Verónica Gago, Économies populaires et luttes féministes. Résister au néolibéralisme en Amérique du Sud, Paris, Raisons d’Agir, 2020.

Economies populaires et luttes féministes est un ouvrage qui synthétise plusieurs années de travail, déjà présentées sous la forme d’écrits et de conférences de la sociologue argentine Verónica Gago (entre 2015 et 2019 en anglais et en espagnol), mais jusqu’alors très peu diffusées en français.

Ce livre a été traduit par Mila Ivanovic et vient de paraître aux Éditions Raisons d’Agir. À partir du cas argentin mais pas exclusivement, Verónica Gago questionne les dynamiques qui font le néolibéralisme mondialisé, qui selon elle, échappent au binarisme (capitalisme néolibéral vs. altermondialisme anticapitaliste). Pour ce faire, elle porte son regard sur le populaire, en donnant à voir les dynamiques complexes qui font par « en bas » ce système tant critiqué, mais qui ne s’y réduisent pas. Les études féministes insistent sur les liens entre le capitalisme néolibéral mondialisé et le système patriarcal qui s’alimentent. L’autrice participe à cette approche en menant une analyse féministe intersectionnelle qui porte sur la socio économie et les mouvements sociaux.

L’étude commence sur le milieu des migrantes boliviennes qui travaillent dans des ateliers textiles de banlieues pauvres de Buenos Aires, alimentant le plus grand marché informel d’Amérique latine, la Salada. Veronica Gago souligne que ce terrain, généralement présenté comme une « marge » de la mondialisation néolibérale, participe de manière déterminante a sa dynamique. Pour cela, elle décrit et analyse les réseaux de commercialisation et de médiatisation de ces biens textiles manufacturés aux échelles locales, nationales, régionales et internationales. En effet, cette économie-là repose aussi sur des dynamiques d’organisation collective ici populaires car imbriquées dans des relations et des réseaux communautaires et locaux, mais aussi transnationaux.

Verónica Gago ne se contente pas de mener une étude socio-économique de cette banlieue argentine au prisme du glocal. Elle y articule une analyse en termes de mouvements sociaux, pour comprendre les mobilisations féministes qui ont marqué l’évolution du pays ces dernières années, et évaluer leur potentiel contestataire face au système capitaliste néolibéral. Ainsi, ces travailleuses « marginalisées » ne sont pas condamnées à l’exclusion de leur parole politique : ces relations populaires sont un terreau favorable à l’émergence de dynamiques qui ne peuvent se réduire au capitalisme néolibéral. Au contraire, ces dynamiques peuvent être vectrices d’organisations et de mobilisations de type contestataires, contre ce même système, selon la perspective radicale de l’autrice.

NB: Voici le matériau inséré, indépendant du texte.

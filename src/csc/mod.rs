//! Colorspace conversion on the device.
//!
//! A [`CscSession`] converts packed RGB in one pitched device buffer into
//! NV12, YUV444P or GBRP planes in another, optionally downscaling with a box
//! filter. [`convert_image`] wraps a whole upload-convert-download round trip
//! and falls back to the CPU kernels when the driver has no conversion kernel.

use tracing::{debug, trace};

use crate::context::SessionContext;
use crate::driver::{CscJob, DevicePitched, SurfaceLayout};
use crate::error::{CodecError, Result};
use crate::failure::{translate, Operation};
use crate::image::{ImageSource, ImageWrapper};
use crate::types::PixelFormat;

pub mod kernels;

/// A fixed source-to-destination conversion.
#[derive(Debug, Clone, Copy, PartialEq, Eq)]
pub struct CscSession {
    src_format: PixelFormat,
    src_width: u32,
    src_height: u32,
    dst_format: PixelFormat,
    dst_width: u32,
    dst_height: u32,
}

impl CscSession {
    pub fn new(
        src_format: PixelFormat,
        (src_width, src_height): (u32, u32),
        dst_format: PixelFormat,
        (dst_width, dst_height): (u32, u32),
    ) -> Result<Self> {
        if !src_format.is_packed_rgb() {
            return Err(CodecError::unsupported_format(format!("cannot convert from {src_format}")));
        }
        if !matches!(dst_format, PixelFormat::Nv12 | PixelFormat::Yuv444p | PixelFormat::Gbrp) {
            return Err(CodecError::unsupported_format(format!("cannot convert to {dst_format}")));
        }
        if dst_width == 0 || dst_height == 0 || dst_width > src_width || dst_height > src_height {
            return Err(CodecError::InvalidDimensions {
                width: dst_width,
                height: dst_height,
            });
        }
        Ok(Self {
            src_format,
            src_width,
            src_height,
            dst_format,
            dst_width,
            dst_height,
        })
    }

    #[must_use]
    pub fn dst_format(&self) -> PixelFormat {
        self.dst_format
    }

    #[must_use]
    pub fn dst_dimensions(&self) -> (u32, u32) {
        (self.dst_width, self.dst_height)
    }

    #[must_use]
    pub fn is_scaling(&self) -> bool {
        (self.src_width, self.src_height) != (self.dst_width, self.dst_height)
    }

    /// Run the conversion. Destination planes sit `plane_rows` rows apart.
    ///
    /// The context must be current.
    pub fn convert(&self, ctx: &SessionContext, src: &DevicePitched, dst: &DevicePitched, plane_rows: u32) -> Result<()> {
        let handle = ctx.ensure_current()?;
        if !ctx.driver().supports_csc() {
            return Err(CodecError::configuration("driver has no conversion kernel"));
        }
        let job = CscJob {
            src: *src,
            src_format: self.src_format,
            src_width: self.src_width,
            src_height: self.src_height,
            dst: *dst,
            dst_format: self.dst_format,
            dst_width: self.dst_width,
            dst_height: self.dst_height,
            plane_rows,
        };
        trace!("csc {:?}", job);
        ctx.driver()
            .launch_csc(handle, &job)
            .map_err(|s| translate(s, Operation::Convert))
    }
}

/// Convert a packed image into a three-plane (or NV12 two-plane) image.
///
/// The context must be current.
pub fn convert_image(
    ctx: &SessionContext,
    image: &dyn ImageSource,
    dst_format: PixelFormat,
    dst_dimensions: (u32, u32),
) -> Result<ImageWrapper> {
    let handle = ctx.ensure_current()?;
    let (w, h) = (image.width(), image.height());
    let csc = CscSession::new(image.pixel_format(), (w, h), dst_format, dst_dimensions)?;
    let (dw, dh) = dst_dimensions;

    let planes = if ctx.driver().supports_csc() {
        let driver = ctx.driver();
        let src_row = w as usize * 4;
        let mut host = driver
            .alloc_host(handle, src_row * h as usize)
            .map_err(|s| translate(s, Operation::AllocHost))?;
        let result = (|| {
            let stride = image.rowstride();
            let pixels = image.pixels();
            if pixels.len() < stride * (h as usize - 1) + src_row {
                return Err(CodecError::invalid_image("image data shorter than its dimensions"));
            }
            for (y, row) in host.as_mut_slice().chunks_exact_mut(src_row).enumerate() {
                row.copy_from_slice(&pixels[y * stride..y * stride + src_row]);
            }
            let src = driver
                .alloc_pitched(handle, src_row, h as usize)
                .map_err(|s| translate(s, Operation::AllocDevice))?;
            let dst = match driver.alloc_pitched(handle, dw as usize, dh as usize * 3) {
                Ok(dst) => dst,
                Err(status) => {
                    let _ = driver.free_device(handle, src);
                    return Err(translate(status, Operation::AllocDevice));
                }
            };
            let converted = driver
                .copy_to_device(handle, &host, src_row, &src, src_row, h as usize)
                .map_err(|s| translate(s, Operation::Upload))
                .and_then(|()| csc.convert(ctx, &src, &dst, dh))
                .and_then(|()| {
                    let mut out = vec![0u8; dst.pitch * dh as usize * 3];
                    driver
                        .copy_to_host(handle, &dst, &mut out, dst.pitch, dst.pitch, dh as usize * 3)
                        .map_err(|s| translate(s, Operation::Download))?;
                    Ok((out, dst.pitch))
                });
            for buffer in [dst, src] {
                if let Err(status) = driver.free_device(handle, buffer) {
                    debug!("freeing conversion buffer: {}", translate(status, Operation::Free));
                }
            }
            converted
        })();
        if let Err(status) = driver.free_host(handle, host) {
            debug!("freeing conversion host buffer: {}", translate(status, Operation::Free));
        }
        let (data, pitch) = result?;
        split_planes(&data, pitch, dst_format, dw, dh)?
    } else {
        let pitch = dw as usize;
        let mut data = vec![0u8; pitch * dh as usize * 3];
        let src = kernels::PackedRgb {
            data: image.pixels(),
            stride: image.rowstride(),
            format: image.pixel_format(),
            width: w,
            height: h,
        };
        let mut dst = kernels::PlanarTarget {
            data: &mut data,
            pitch,
            format: dst_format,
            width: dw,
            height: dh,
            plane_rows: dh,
        };
        kernels::convert_to_planar(&src, &mut dst)?;
        split_planes(&data, pitch, dst_format, dw, dh)?
    };

    let strides = planes.iter().map(|(_, stride)| *stride).collect();
    let planes = planes.into_iter().map(|(plane, _)| plane).collect();
    Ok(ImageWrapper::planar(dw, dh, dst_format, planes, strides)?.with_timestamp(image.timestamp_ms()))
}

/// Cut stacked planes (each `height` rows apart) into tight owned planes.
fn split_planes(data: &[u8], pitch: usize, format: PixelFormat, width: u32, height: u32) -> Result<Vec<(Vec<u8>, usize)>> {
    let layout = SurfaceLayout::planar(format, width, height, pitch);
    if data.len() < layout.byte_len() {
        return Err(CodecError::protocol("colorspace conversion", "converted image is truncated"));
    }
    let (w, h) = (width as usize, height as usize);
    let extents: Vec<(usize, usize)> = match format {
        PixelFormat::Nv12 => vec![(w, h), (w.next_multiple_of(2), h.div_ceil(2))],
        _ => vec![(w, h); 3],
    };
    Ok(extents
        .into_iter()
        .enumerate()
        .map(|(i, (row, rows))| {
            let mut plane = Vec::with_capacity(row * rows);
            for y in 0..rows {
                let start = layout.offsets[i] + y * layout.strides[i];
                plane.extend_from_slice(&data[start..start + row]);
            }
            (plane, row)
        })
        .collect())
}

#[cfg(test)]
mod tests {
    use std::sync::Arc;

    use super::*;
    use crate::config::AccelConfig;
    use crate::driver::emulated::{EmulatedDevice, EmulatedDriver};
    use crate::registry::DeviceRegistry;

    fn context() -> (EmulatedDriver, SessionContext) {
        let driver = EmulatedDriver::new(vec![EmulatedDevice::new("a")]);
        let registry = Arc::new(DeviceRegistry::new(Arc::new(driver.clone()), AccelConfig::default()));
        (driver, SessionContext::create(registry, 0).unwrap())
    }

    fn checker(w: u32, h: u32) -> ImageWrapper {
        let mut data = vec![0u8; (w * h * 4) as usize];
        for (i, px) in data.chunks_mut(4).enumerate() {
            let on = (i % w as usize + i / w as usize) % 2 == 0;
            px.copy_from_slice(if on { &[10, 200, 30, 0] } else { &[250, 5, 120, 0] });
        }
        ImageWrapper::packed(w, h, PixelFormat::Bgrx, (w * 4) as usize, data).unwrap()
    }

    #[test]
    fn test_session_validation() {
        assert!(CscSession::new(PixelFormat::Nv12, (8, 8), PixelFormat::Gbrp, (8, 8)).is_err());
        assert!(CscSession::new(PixelFormat::Bgrx, (8, 8), PixelFormat::Bgra, (8, 8)).is_err());
        assert!(CscSession::new(PixelFormat::Bgrx, (8, 8), PixelFormat::Nv12, (16, 8)).is_err());
        assert!(CscSession::new(PixelFormat::Bgrx, (8, 8), PixelFormat::Nv12, (4, 4)).unwrap().is_scaling());
    }

    #[test]
    fn test_convert_image_gbrp() {
        let (driver, ctx) = context();
        let _guard = ctx.acquire().unwrap();
        let image = checker(6, 4);
        let out = convert_image(&ctx, &image, PixelFormat::Gbrp, (6, 4)).unwrap();
        assert_eq!(out.planes().len(), 3);
        let (g, _) = out.plane(0).unwrap();
        let (r, _) = out.plane(2).unwrap();
        assert_eq!((g[0], r[0]), (200, 30));
        assert_eq!((g[1], r[1]), (5, 120));
        let stats = driver.stats();
        assert_eq!(stats.device_allocations, 0);
        assert_eq!(stats.host_allocations, 0);
    }

    #[test]
    fn test_convert_image_plane_strides() {
        let (driver, ctx) = context();
        let _guard = ctx.acquire().unwrap();
        let image = checker(6, 5);

        let nv12 = convert_image(&ctx, &image, PixelFormat::Nv12, (6, 5)).unwrap();
        let planes = nv12.planes();
        assert_eq!(planes.len(), 2);
        assert_eq!((planes[0].0.len(), planes[0].1), (30, 6));
        assert_eq!((planes[1].0.len(), planes[1].1), (18, 6));

        let yuv = convert_image(&ctx, &image, PixelFormat::Yuv444p, (6, 5)).unwrap();
        let planes = yuv.planes();
        assert_eq!(planes.len(), 3);
        assert!(planes.iter().all(|(plane, stride)| plane.len() == 30 && *stride == 6));
        // Both checker colors map to distinct luma values
        assert_ne!(planes[0].0[0], planes[0].0[1]);

        let stats = driver.stats();
        assert_eq!((stats.device_allocations, stats.host_allocations), (0, 0));
    }

    #[test]
    fn test_convert_image_downscale() {
        let (_, ctx) = context();
        let _guard = ctx.acquire().unwrap();
        let out = convert_image(&ctx, &checker(8, 8), PixelFormat::Nv12, (4, 4)).unwrap();
        assert_eq!((out.width(), out.height()), (4, 4));
        let (y, stride) = out.plane(0).unwrap();
        assert_eq!(stride, 4);
        // Every 2x2 block averages the same two colors
        assert!(y.iter().all(|&v| v == y[0]));
    }
}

La force des conclusions de cet ouvrage d’une richesse remarquable provient du caractère multidimensionnel de son analyse à partir d’une étude de cas précise et accessible aux non-spécialistes de l’Amérique latine. Et ce dans une perspective glocale qui articule des approches féministes, de socio-économie, et de mouvements sociaux, donnant à voir l’imbrication des échelles, et sans masquer les potentialités de dynamiques (contestataires mais pas que) très localisées.

Ce livre consiste à la fois en une étude de cas pour les chapitres 1 à 4, et élargit son analyse à un niveau plus global dans les chapitres 5 et 6. De manière transversale, il consiste en une analyse des ressorts de cette économie populaire fortement féminisée et des résistances qui y prennent forme. L’analyse de Verónica Gago porte au niveau macro sur les expériences « du virage à gauche » en Amérique latine, qui sont des dynamiques nationales de redéploiement du système capitaliste néolibéral. Les évolutions structurelles qui en résultent impactent à la fois l’économie populaire par un affaiblissement du salariat, et permettent une diffusion de la rente de la pauvreté, qui s’articule à un système extractiviste plus large qui repose sur l’exploitation des ressources et des corps. Pourtant, cette économie populaire, baroque, ambiguë et violente ne se réduit pas au néolibéralisme économique. Les subjectivités propres des individus qui aspirent à plus de dignité et d’égalité sont le terreau de dynamiques de mobilisation qui prennent forme dans ces espaces interstitiels bigarrés, et sont porteurs d’espoir.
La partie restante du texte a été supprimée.